Pedagogy of the Oppressed
Before reading this, I wasn’t entirely sure that I would grasp all that Paulo Freire was saying. This stuff is dense, but it’s not impossible to understand; after reading, processing, and thinking it over I found that what Freire is saying hit me kind of hard. I don’t think that I think about our system of education and how it is impacting our students as much as I should; I think this may because I am a product of the “banking” concept of education. I mostly remember the act of collecting, memorizing, and repeating in many of my classes in middle school and high school; and although I had teachers who worked to engage us cognitively and get us to facilitate our critical thinking, I believe that I was faced with more teachers who acted only as knowledge depositors in my education, rather than as a partner in my education.
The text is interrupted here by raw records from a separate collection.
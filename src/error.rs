//! Defines the app level error type and conversions to rendered HTML pages and alerts.

use std::time::Duration;

use axum::{
    http::StatusCode,
    response::{IntoResponse, Response},
};

use crate::{
    advice::AdviceError, alert::Alert, internal_server_error::InternalServerError,
    not_found::NotFoundError, transaction::FieldErrors,
};

/// The errors that may occur in the application.
#[derive(Debug, thiserror::Error, PartialEq)]
pub enum Error {
    /// The email and password do not match a registered user.
    #[error("invalid email or password")]
    InvalidCredentials,

    /// The auth cookie is missing from the cookie jar in the request.
    #[error("no cookies in the cookie jar :(")]
    CookieMissing,

    /// A write was attempted without a logged in user.
    #[error("you must be logged in")]
    NotAuthenticated,

    /// There was an error creating or formatting a cookie expiry date-time.
    ///
    /// Callers should pass in the original error as a string and the date
    /// string that caused the error.
    #[error("could not format expiry date-time \"{1}\": {0}")]
    InvalidDateFormat(String, String),

    /// The user provided a password that is too easy to guess.
    #[error("password is too weak: {0}")]
    TooWeak(String),

    /// An unexpected error occurred with the underlying hashing library.
    ///
    /// The error string should only be logged for debugging on the server.
    #[error("hashing failed: {0}")]
    HashingError(String),

    /// The string is not an email address.
    #[error("\"{0}\" is not a valid email address")]
    InvalidEmail(String),

    /// Another user has already registered with the email address.
    #[error("the email address is already in use")]
    DuplicateEmail,

    /// The transaction form has one or more invalid fields.
    #[error("the transaction form has invalid fields")]
    InvalidForm(FieldErrors),

    /// A [crate::transaction::TransactionEditor] operation was called in a state where it does not apply.
    #[error("the transaction editor cannot do that right now")]
    InvalidEditorState,

    /// The store did not answer within the submit timeout.
    ///
    /// The write may still have been applied.
    #[error("the database did not respond within {0:?}")]
    StoreTimeout(Duration),

    /// The blocking task running a store call panicked or was cancelled.
    #[error("the database task failed: {0}")]
    StoreTaskFailed(String),

    /// The budget goal form has an invalid value.
    #[error("{0}")]
    InvalidBudgetGoal(String),

    /// The requested resource was not found.
    ///
    /// For HTTP request handlers, the client should check that the parameters
    /// (e.g., ID) are correct and that the resource has been created.
    ///
    /// Internally, this error may occur when a query returns no rows.
    #[error("the requested resource could not be found")]
    NotFound,

    /// An unhandled/unexpected SQL error.
    #[error("an unexpected SQL error occurred: {0}")]
    SqlError(rusqlite::Error),

    /// An error occurred while getting the local timezone from a canonical timezone string.
    #[error("invalid timezone {0}")]
    InvalidTimezoneError(String),

    /// An error occurred while serializing a struct as JSON
    #[error("could not serialize as JSON: {0}")]
    JSONSerializationError(String),

    /// Could not acquire the database lock
    #[error("could not acquire the database lock")]
    DatabaseLockError,

    /// Tried to delete a transaction that does not exist
    #[error("tried to delete a transaction that is not in the database")]
    DeleteMissingTransaction,

    /// Tried to update a transaction that does not exist
    #[error("tried to update a transaction that is not in the database")]
    UpdateMissingTransaction,

    /// Tried to delete a budget goal that does not exist
    #[error("tried to delete a budget goal that is not in the database")]
    DeleteMissingBudgetGoal,

    /// A call to the generative flow server failed.
    #[error(transparent)]
    Advice(#[from] AdviceError),
}

impl From<rusqlite::Error> for Error {
    fn from(value: rusqlite::Error) -> Self {
        match value {
            // Code 2067 occurs when a UNIQUE constraint failed.
            rusqlite::Error::SqliteFailure(sql_error, Some(ref desc))
                if sql_error.extended_code == 2067 && desc.ends_with("user.email") =>
            {
                Error::DuplicateEmail
            }
            rusqlite::Error::QueryReturnedNoRows => Error::NotFound,
            error => {
                tracing::error!("an unhandled SQL error occurred: {}", error);
                Error::SqlError(error)
            }
        }
    }
}

impl IntoResponse for Error {
    fn into_response(self) -> Response {
        match self {
            Error::NotFound => NotFoundError.into_response(),
            Error::InvalidTimezoneError(timezone) => InternalServerError {
                description: "Invalid Timezone Settings",
                fix: &format!(
                    "Could not get local timezone \"{timezone}\". Check your server settings and \
                    ensure the timezone has been set to valid, canonical timezone string"
                ),
            }
            .into_response(),
            Error::DatabaseLockError => InternalServerError::default().into_response(),
            // Any errors that are not handled above are not intended to be shown to the client.
            error => {
                tracing::error!("An unexpected error occurred: {}", error);
                InternalServerError::default().into_response()
            }
        }
    }
}

impl Error {
    /// Convert the error into an HTTP response with an HTML alert.
    pub fn into_alert_response(self) -> Response {
        let (status_code, alert) = match self {
            Error::NotAuthenticated => (
                StatusCode::UNAUTHORIZED,
                Alert::ErrorSimple {
                    message: "You must be logged in.".to_owned(),
                },
            ),
            Error::InvalidTimezoneError(timezone) => (
                StatusCode::INTERNAL_SERVER_ERROR,
                Alert::Error {
                    message: "Invalid Timezone Settings".to_owned(),
                    details: format!(
                        "Could not get local timezone \"{timezone}\". Check your server settings and \
                    ensure the timezone has been set to valid, canonical timezone string"
                    ),
                },
            ),
            Error::InvalidForm(_) => (
                StatusCode::UNPROCESSABLE_ENTITY,
                Alert::Error {
                    message: "Invalid transaction".to_owned(),
                    details: "Fix the highlighted fields and try again.".to_owned(),
                },
            ),
            Error::InvalidBudgetGoal(details) => (
                StatusCode::UNPROCESSABLE_ENTITY,
                Alert::Error {
                    message: "Invalid budget goal".to_owned(),
                    details,
                },
            ),
            Error::StoreTimeout(timeout) => (
                StatusCode::GATEWAY_TIMEOUT,
                Alert::Error {
                    message: "Failed to save transaction.".to_owned(),
                    details: format!(
                        "The database did not respond within {} seconds. \
                        Refresh the page to check whether the change was saved before trying again.",
                        timeout.as_secs()
                    ),
                },
            ),
            error @ (Error::SqlError(_)
            | Error::DatabaseLockError
            | Error::StoreTaskFailed(_)) => {
                tracing::error!("Could not write to the database: {error}");
                (
                    StatusCode::INTERNAL_SERVER_ERROR,
                    Alert::Error {
                        message: "Failed to save transaction.".to_owned(),
                        details: error.to_string(),
                    },
                )
            }
            Error::NotFound | Error::UpdateMissingTransaction => (
                StatusCode::NOT_FOUND,
                Alert::Error {
                    message: "Could not update transaction".to_owned(),
                    details: "The transaction could not be found.".to_owned(),
                },
            ),
            Error::DeleteMissingTransaction => (
                StatusCode::NOT_FOUND,
                Alert::Error {
                    message: "Could not delete transaction".to_owned(),
                    details: "The transaction could not be found. \
                    Try refreshing the page to see if the transaction has already been deleted."
                        .to_owned(),
                },
            ),
            Error::DeleteMissingBudgetGoal => (
                StatusCode::NOT_FOUND,
                Alert::Error {
                    message: "Could not delete budget goal".to_owned(),
                    details: "The budget goal could not be found. \
                    Try refreshing the page to see if the goal has already been deleted."
                        .to_owned(),
                },
            ),
            Error::DuplicateEmail => (
                StatusCode::CONFLICT,
                Alert::Error {
                    message: "Email already in use".to_owned(),
                    details: "Another account uses that email address.".to_owned(),
                },
            ),
            Error::InvalidEmail(email) => (
                StatusCode::UNPROCESSABLE_ENTITY,
                Alert::Error {
                    message: "Invalid email".to_owned(),
                    details: format!("\"{email}\" is not a valid email address."),
                },
            ),
            Error::Advice(error) => {
                tracing::warn!("Generative flow call failed: {error}");
                (
                    error.status_code(),
                    Alert::Error {
                        message: "Could not get a response from the AI assistant".to_owned(),
                        details: error.user_message(),
                    },
                )
            }
            error => {
                tracing::error!("An unexpected error occurred: {error}");
                (
                    StatusCode::INTERNAL_SERVER_ERROR,
                    Alert::Error {
                        message: "Something went wrong".to_owned(),
                        details:
                            "An unexpected error occurred, check the server logs for more details."
                                .to_owned(),
                    },
                )
            }
        };

        (status_code, alert.into_html()).into_response()
    }
}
As a teacher, I want to make a conscious effort to act as both the teacher and the student in my classroom. I do not want to be the teacher who holds all of the knowledge and inevitably turns my students “into ‘containers,’ into ‘receptacles’ to be ‘filled’” solely by me. The “banking” concept of education doesn’t sound like a system I want to be a part of. As a teacher I want to work with my students to help facilitate their learning, as well as learn from them in the process; I believe that a teacher should be someone who is open and continually willing to learn more, whether through professional development or in the classroom with their students; continuing to learn just isn’t something you can do effectively in the “banking” system of education.
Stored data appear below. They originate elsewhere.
//! Transaction types, the fixed set of categories, and the icon shown for each category.

use std::{fmt::Display, str::FromStr};

use rusqlite::types::{FromSql, FromSqlError, FromSqlResult, ToSql, ToSqlOutput, ValueRef};
use serde::{Deserialize, Serialize};

/// Whether money was earned or spent.
#[derive(Debug, Clone, Copy, PartialEq, Eq, Hash, Serialize, Deserialize)]
#[serde(rename_all = "lowercase")]
pub enum TransactionType {
    /// Money earned.
    Income,
    /// Money spent.
    Expense,
}

impl TransactionType {
    /// The lowercase name used in forms and in the database.
    pub const fn as_str(self) -> &'static str {
        match self {
            TransactionType::Income => "income",
            TransactionType::Expense => "expense",
        }
    }
}

impl Display for TransactionType {
    fn fmt(&self, f: &mut std::fmt::Formatter<'_>) -> std::fmt::Result {
        f.write_str(self.as_str())
    }
}

/// The string was not `income` or `expense`.
#[derive(Debug, Clone, PartialEq, Eq, thiserror::Error)]
#[error("\"{0}\" is not a transaction type")]
pub struct UnknownTransactionType(pub String);

impl FromStr for TransactionType {
    type Err = UnknownTransactionType;

    fn from_str(text: &str) -> Result<Self, Self::Err> {
        match text {
            "income" => Ok(TransactionType::Income),
            "expense" => Ok(TransactionType::Expense),
            other => Err(UnknownTransactionType(other.to_owned())),
        }
    }
}

impl ToSql for TransactionType {
    fn to_sql(&self) -> rusqlite::Result<ToSqlOutput<'_>> {
        Ok(ToSqlOutput::from(self.as_str()))
    }
}

impl FromSql for TransactionType {
    fn column_result(value: ValueRef<'_>) -> FromSqlResult<Self> {
        value
            .as_str()?
            .parse()
            .map_err(|error| FromSqlError::Other(Box::new(error)))
    }
}

/// What a transaction was for.
///
/// Which categories may be used depends on the [TransactionType], see
/// [Category::allowed_for].
#[derive(Debug, Clone, Copy, PartialEq, Eq, PartialOrd, Ord, Hash, Serialize, Deserialize)]
#[allow(missing_docs)]
pub enum Category {
    Salary,
    Investments,
    Food,
    Transport,
    Utilities,
    Rent,
    Bills,
    Shopping,
    Entertainment,
    Other,
}

const INCOME_CATEGORIES: [Category; 3] = [Category::Salary, Category::Investments, Category::Other];

const EXPENSE_CATEGORIES: [Category; 8] = [
    Category::Food,
    Category::Transport,
    Category::Utilities,
    Category::Rent,
    Category::Bills,
    Category::Shopping,
    Category::Entertainment,
    Category::Other,
];

impl Category {
    /// The display name, which is also the name stored in the database.
    pub const fn as_str(self) -> &'static str {
        match self {
            Category::Salary => "Salary",
            Category::Investments => "Investments",
            Category::Food => "Food",
            Category::Transport => "Transport",
            Category::Utilities => "Utilities",
            Category::Rent => "Rent",
            Category::Bills => "Bills",
            Category::Shopping => "Shopping",
            Category::Entertainment => "Entertainment",
            Category::Other => "Other",
        }
    }

    /// The categories that can be selected for `transaction_type`, in display order.
    pub const fn allowed_for(transaction_type: TransactionType) -> &'static [Category] {
        match transaction_type {
            TransactionType::Income => &INCOME_CATEGORIES,
            TransactionType::Expense => &EXPENSE_CATEGORIES,
        }
    }

    /// Whether this category can be used with `transaction_type`.
    pub fn is_allowed_for(self, transaction_type: TransactionType) -> bool {
        Self::allowed_for(transaction_type).contains(&self)
    }

    /// The icon displayed next to transactions in this category.
    pub const fn icon(self) -> CategoryIcon {
        match self {
            Category::Food => CategoryIcon::Utensils,
            Category::Transport => CategoryIcon::Car,
            Category::Utilities | Category::Rent => CategoryIcon::Home,
            Category::Bills => CategoryIcon::Receipt,
            Category::Shopping => CategoryIcon::Shirt,
            Category::Entertainment => CategoryIcon::Clapperboard,
            Category::Salary => CategoryIcon::Landmark,
            Category::Investments => CategoryIcon::TrendingUp,
            Category::Other => CategoryIcon::HelpCircle,
        }
    }
}

impl Display for Category {
    fn fmt(&self, f: &mut std::fmt::Formatter<'_>) -> std::fmt::Result {
        f.write_str(self.as_str())
    }
}

/// The string did not name a category. Names are case-sensitive.
#[derive(Debug, Clone, PartialEq, Eq, thiserror::Error)]
#[error("\"{0}\" is not a category")]
pub struct UnknownCategory(pub String);

impl FromStr for Category {
    type Err = UnknownCategory;

    fn from_str(text: &str) -> Result<Self, Self::Err> {
        INCOME_CATEGORIES
            .iter()
            .chain(EXPENSE_CATEGORIES.iter())
            .find(|category| category.as_str() == text)
            .copied()
            .ok_or_else(|| UnknownCategory(text.to_owned()))
    }
}

impl ToSql for Category {
    fn to_sql(&self) -> rusqlite::Result<ToSqlOutput<'_>> {
        Ok(ToSqlOutput::from(self.as_str()))
    }
}

impl FromSql for Category {
    fn column_result(value: ValueRef<'_>) -> FromSqlResult<Self> {
        value
            .as_str()?
            .parse()
            .map_err(|error| FromSqlError::Other(Box::new(error)))
    }
}

/// The icons used to decorate categories.
#[derive(Debug, Clone, Copy, PartialEq, Eq)]
pub enum CategoryIcon {
    Utensils,
    Car,
    Home,
    Receipt,
    Shirt,
    Clapperboard,
    Landmark,
    TrendingUp,
    HelpCircle,
}

impl CategoryIcon {
    /// The icon's identifier, used as a CSS hook and for accessibility labels.
    pub const fn name(self) -> &'static str {
        match self {
            CategoryIcon::Utensils => "utensils",
            CategoryIcon::Car => "car",
            CategoryIcon::Home => "home",
            CategoryIcon::Receipt => "receipt",
            CategoryIcon::Shirt => "shirt",
            CategoryIcon::Clapperboard => "clapperboard",
            CategoryIcon::Landmark => "landmark",
            CategoryIcon::TrendingUp => "trending-up",
            CategoryIcon::HelpCircle => "help-circle",
        }
    }

    /// The glyph rendered in the page.
    pub const fn glyph(self) -> &'static str {
        match self {
            CategoryIcon::Utensils => "🍴",
            CategoryIcon::Car => "🚗",
            CategoryIcon::Home => "🏠",
            CategoryIcon::Receipt => "🧾",
            CategoryIcon::Shirt => "👕",
            CategoryIcon::Clapperboard => "🎬",
            CategoryIcon::Landmark => "🏛",
            CategoryIcon::TrendingUp => "📈",
            CategoryIcon::HelpCircle => "❔",
        }
    }
}

/// Look up the icon for a category name, falling back to [CategoryIcon::HelpCircle]
/// for names that are not a known category.
pub fn icon_for_name(name: &str) -> CategoryIcon {
    name.parse::<Category>()
        .map(Category::icon)
        .unwrap_or(CategoryIcon::HelpCircle)
}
It is so important to understand the system of education that we will be facing as future teachers. I believe that if we understand the current system of education and how it works, we will be able to enter into the teaching field with the understanding of what we must do as teachers to change the system. We “must be revolutionary… from the outset” in order to do our future students justice and facilitate a world of creative, intelligent critical thinkers.